The Packard Center funds highly innovative scientific research – we focus on innovation, collaboration and results.

 

  • Packard investigators are chosen after a highly selective, invitation-only grant process.
  • Each investigator and grant is closely monitored to ensure compliance and reporting is completed on a timely basis.
  • Investigators are held to a high-standard and are required to monthly meetings throughout the year.  These meetings are required brainstorming sessions where grantees, advisors and colleagues share ideas and critique one another’s work.
  • Each spring, the Center’s annual symposium provides an opportunity to bring all of the investigators together to share their research summaries and listen to guest lectures.

 

To date, the Packard Center has awarded more than $23 million in research grants, two-thirds of which have funded projects at institutions outside of Johns Hopkins.

 

Ozdinler Laboratory at Northwestern University

 

ozdinler

Dr.

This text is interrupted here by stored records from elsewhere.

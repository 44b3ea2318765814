//! Runtime configuration: environment variables, timeouts, and limits.

use std::time::Duration;

use crate::error::CiWatchError;

pub const DEFAULT_PIPELINE: &str = "vllm/ci";
pub const DEFAULT_REPO: &str = "vllm-project/vllm";
pub const DEFAULT_BRANCH: &str = "main";

pub const BK_BUILD_TIMEOUT: Duration = Duration::from_secs(30);
pub const BK_JOB_TIMEOUT: Duration = Duration::from_secs(30);
pub const BK_LOG_TIMEOUT: Duration = Duration::from_secs(60);
pub const GH_ISSUE_TIMEOUT: Duration = Duration::from_secs(30);
pub const GIT_BLAME_TIMEOUT: Duration = Duration::from_secs(10);

pub const MAX_LOG_SNIPPET_LENGTH: usize = 500;
pub const MAX_STACK_TRACE_LENGTH: usize = 1000;
pub const MAX_ERROR_MESSAGE_LENGTH: usize = 200;
pub const MAX_FAILED_JOBS_TO_PROCESS: usize = 10;

/// Top-level runtime configuration, assembled from the environment once at
/// startup. Missing credentials are a `Configuration` error surfaced
/// immediately at construction, not deferred to first use.
#[derive(Debug, Clone)]
pub struct Config {
    pub buildkite_token: String,
    pub buildkite_org: String,
    /// Working-tree path used for ownership inference; `None` disables the
    /// `OwnerResolver` entirely.
    pub repo_path: Option<String>,
    /// GitHub token for issue search; `None` disables KNOWN_TRACKED lookup.
    pub github_token: Option<String>,
}

impl Config {
    /// Build configuration from the process environment.
    ///
    /// Accepts either `BUILDKITE_TOKEN` or `BUILDKITE_API_TOKEN`, and either
    /// `GH_TOKEN` or `GITHUB_TOKEN`, matching the "two alternate names are
    /// acceptable" rule for credentials.
    pub fn from_env() -> Result<Self, CiWatchError> {
        let buildkite_token = std::env::var("BUILDKITE_TOKEN")
            .or_else(|_| std::env::var("BUILDKITE_API_TOKEN"))
            .map_err(|_| {
                CiWatchError::Configuration(
                    "missing BUILDKITE_TOKEN (or BUILDKITE_API_TOKEN) in environment".to_string(),
                )
            })?;

        let buildkite_org = std::env::var("BUILDKITE_ORG").unwrap_or_else(|_| "vllm".to_string());

        let repo_path = std::env::var("CIWATCH_REPO_PATH").ok();

        let github_token = std::env::var("GH_TOKEN")
            .or_else(|_| std::env::var("GITHUB_TOKEN"))
            .ok();

        Ok(Self {
            buildkite_token,
            buildkite_org,
            repo_path,
            github_token,
        })
    }

    pub fn default_pipeline(&self) -> String {
        format!("{}/ci", self.buildkite_org)
    }
}
//! Integration tests exercising the Scanner end to end: a hand-written fake
//! Buildkite API, real log parsing/classification/dedup, down to a
//! `ScanResult`. (A `MockBuildkiteApi` exists too, but it's generated behind
//! `#[cfg(test)]` for the crate's own unit tests and isn't visible to an
//! external `tests/` binary, so integration tests use a small fake instead.)

use std::collections::HashMap;

use async_trait::async_trait;
use chrono::Utc;
use ciwatch::buildkite::{AnalyticsTest, AnalyticsTestRun, BuildkiteApi};
use ciwatch::error::CiWatchError;
use ciwatch::models::{BuildInfo, BuildState, FailureCategory, JobInfo};
use ciwatch::scanner::{Scanner, ScannerConfig};

struct FakeBuildkite {
    jobs: Vec<JobInfo>,
    logs: HashMap<String, String>,
}

fn build_info(number: &str) -> BuildInfo {
    BuildInfo {
        build_number: number.to_string(),
        build_url: format!("https://buildkite.com/vllm/ci/builds/{number}"),
        pipeline: "vllm/ci".to_string(),
        branch: "main".to_string(),
        commit: "deadbeefcafe".to_string(),
        state: BuildState::Failed,
        created_at: Utc::now(),
        finished_at: None,
        source: "schedule".to_string(),
        message: "nightly".to_string(),
    }
}

fn job(id: &str, name: &str, state: &str, soft_failed: bool) -> JobInfo {
    JobInfo {
        job_id: id.to_string(),
        job_name: name.to_string(),
        state: state.to_string(),
        exit_status: if state == "passed" { Some(0) } else { Some(1) },
        soft_failed,
        build_number: "99".to_string(),
    }
}

#[async_trait]
impl BuildkiteApi for FakeBuildkite {
    async fn list_builds(
        &self,
        _pipeline: &str,
        _branch: &str,
        _limit: usize,
        _created_from: Option<chrono::DateTime<Utc>>,
    ) -> Result<Vec<BuildInfo>, CiWatchError> {
        Ok(vec![build_info("99")])
    }

    async fn get_build(&self, _pipeline: &str, number: &str) -> Result<(BuildInfo, Vec<JobInfo>), CiWatchError> {
        Ok((build_info(number), self.jobs.clone()))
    }

    async fn get_job_log(&self, _pipeline: &str, _number: &str, job_id: &str) -> Result<String, CiWatchError> {
        Ok(self.logs.get(job_id).cloned().unwrap_or_default())
    }

    async fn list_analytics_tests(
        &self,
        _suite: &str,
        _order: Option<&str>,
        _state: Option<&str>,
        _limit: usize,
    ) -> Result<Vec<AnalyticsTest>, CiWatchError> {
        Ok(vec![])
    }

    async fn get_analytics_test(&self, _suite: &str, _test_id: &str) -> Result<AnalyticsTest, CiWatchError> {
        Err(CiWatchError::Configuration("not implemented in fake".to_string()))
    }

    async fn get_analytics_test_runs(
        &self,
        _suite: &str,
        _test_id: &str,
    ) -> Result<Vec<AnalyticsTestRun>, CiWatchError> {
        Ok(vec![])
    }
}

#[tokio::test]
async fn scan_build_classifies_and_dedups_across_jobs() {
    let api = FakeBuildkite {
        jobs: vec![
            job("1", "unit-tests", "failed", false),
            job("2", "gpu-tests", "failed", false),
            job("3", "lint", "passed", false),
            job("4", "flaky-suite", "failed", true),
        ],
        logs: HashMap::from([
            (
                "1".to_string(),
                "FAILED tests/a.py::test_x - AssertionError: expected 1 got 2".to_string(),
            ),
            (
                "2".to_string(),
                "FAILED tests/a.py::test_x - AssertionError: expected 1 got 2".to_string(),
            ),
            (
                "4".to_string(),
                "FAILED tests/b.py::test_flaky_thing - intermittent failure observed".to_string(),
            ),
        ]),
    };

    let scanner = Scanner::new(
        &api,
        None,
        ScannerConfig {
            repo: "vllm-project/vllm".to_string(),
            repo_path: None,
            search_github: false,
        },
    );

    let result = scanner.scan_build("vllm/ci", "99").await.unwrap();

    assert_eq!(result.total_jobs, 4);
    assert_eq!(result.failed_jobs, 3);
    // job 1 and job 2 report the same nodeid but from different job names,
    // so the per-(job,test,error) failure_key keeps both distinct; only
    // retries of the same nodeid within one job's own log get deduped.
    assert_eq!(result.failures.len(), 2);

    let flaky = result
        .failures
        .iter()
        .find(|f| f.failure.job_name == "flaky-suite")
        .unwrap();
    assert_eq!(flaky.category, FailureCategory::FlakySuspected);
    assert!(flaky.soft_failed);
}

#[tokio::test]
async fn scan_build_job_level_fallback_when_no_pytest_markers() {
    let api = FakeBuildkite {
        jobs: vec![job("1", "docker-build", "failed", false)],
        logs: HashMap::from([(
            "1".to_string(),
            "error: failed to build image\nexit status 1".to_string(),
        )]),
    };

    let scanner = Scanner::new(
        &api,
        None,
        ScannerConfig {
            repo: "vllm-project/vllm".to_string(),
            repo_path: None,
            search_github: false,
        },
    );

    let result = scanner.scan_build("vllm/ci", "99").await.unwrap();
    assert_eq!(result.failures.len(), 1);
    assert_eq!(result.failures[0].failure.test_name, "docker-build");
}
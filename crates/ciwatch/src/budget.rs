//! The only shared mutable state within one invocation.
//!
//! A tiny struct with an integer counter, a boolean, and a list of at most
//! one warning message. Mutation is serialized with a mutex; no lock-free
//! tricks needed for this level of contention.

use std::sync::Mutex;

pub const DEFAULT_MAX_JOBS_PER_BUILD: usize = 20;
pub const DEFAULT_MAX_LOG_BYTES: u64 = 200_000;
pub const DEFAULT_ESTIMATED_LOG_SIZE_PER_JOB: u64 = 10_000;

#[derive(Debug, Default)]
struct BudgetState {
    total_log_bytes: u64,
    exhausted: bool,
    warnings: Vec<String>,
}

/// Per-invocation resource governor bounding cumulative log bytes fetched.
pub struct Budget {
    pub max_jobs_per_build: usize,
    pub max_log_bytes: u64,
    estimated_log_size_per_job: u64,
    state: Mutex<BudgetState>,
}

impl Budget {
    pub fn new(max_jobs_per_build: usize, max_log_bytes: u64, estimated_log_size_per_job: u64) -> Self {
        Self {
            max_jobs_per_build,
            max_log_bytes,
            estimated_log_size_per_job,
            state: Mutex::new(BudgetState::default()),
        }
    }

    /// Can we afford another log fetch of `estimate` bytes (defaulting to
    /// the configured per-job estimate)? Once exhausted, always `false` for
    /// the remaining lifetime of this `Budget`.
    pub fn can_fetch_log(&self, estimate: Option<u64>) -> bool {
        let estimate = estimate.unwrap_or(self.estimated_log_size_per_job);
        let mut state = self.state.lock().unwrap();
        if state.exhausted {
            return false;
        }
        if state.total_log_bytes + estimate > self.max_log_bytes {
            state.exhausted = true;
            state.warnings.push(format!(
                "Log budget exhausted: {}/{} bytes",
                state.total_log_bytes, self.max_log_bytes
            ));
            return false;
        }
        true
    }

    /// Record the actual size of a completed fetch.
    pub fn record_log_fetch(&self, actual_size: u64) {
        let mut state = self.state.lock().unwrap();
        state.total_log_bytes += actual_size;
    }

    pub fn is_exhausted(&self) -> bool {
        self.state.lock().unwrap().exhausted
    }

    pub fn warnings(&self) -> Vec<String> {
        self.state.lock().unwrap().warnings.clone()
    }

    pub fn total_log_bytes(&self) -> u64 {
        self.state.lock().unwrap().total_log_bytes
    }
}

impl Default for Budget {
    fn default() -> Self {
        Self::new(
            DEFAULT_MAX_JOBS_PER_BUILD,
            DEFAULT_MAX_LOG_BYTES,
            DEFAULT_ESTIMATED_LOG_SIZE_PER_JOB,
        )
    }
}

#[cfg(test)]
mod tests {
    use super::*;

    #[test]
    fn single_warning_on_first_exhaustion() {
        let budget = Budget::new(20, 1000, 10_000);
        assert!(budget.can_fetch_log(Some(500)));
        budget.record_log_fetch(500);
        assert!(budget.can_fetch_log(Some(400)));
        budget.record_log_fetch(400);

        assert!(!budget.can_fetch_log(Some(200)));
        assert!(budget.is_exhausted());
        assert_eq!(budget.warnings().len(), 1);

        assert!(!budget.can_fetch_log(Some(200)));
        assert_eq!(budget.warnings().len(), 1);
    }
}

Hande Ozdinler focuses on the cortical component of ALS and investigates both intrinsic and extrinsic factors that are responsible for selective motor neuron vulnerability and degeneration. The Laboratory has recently developed novel tools to study the biology of corticospinal motor neurons with respect to disease progression, and developed new gene delivery approaches, which selectively target only the neurons of interest in the cerebral cortex.  The goals of ongoing collaborative efforts are to develop effective and long-term treatment strategies for ALS by revealing early detection markers using pure populations of motor neurons that are affected, by identifying small molecules/compounds that selectively enhance motor neuron survival, and by developing cell-based therapeutic strategies in vivo.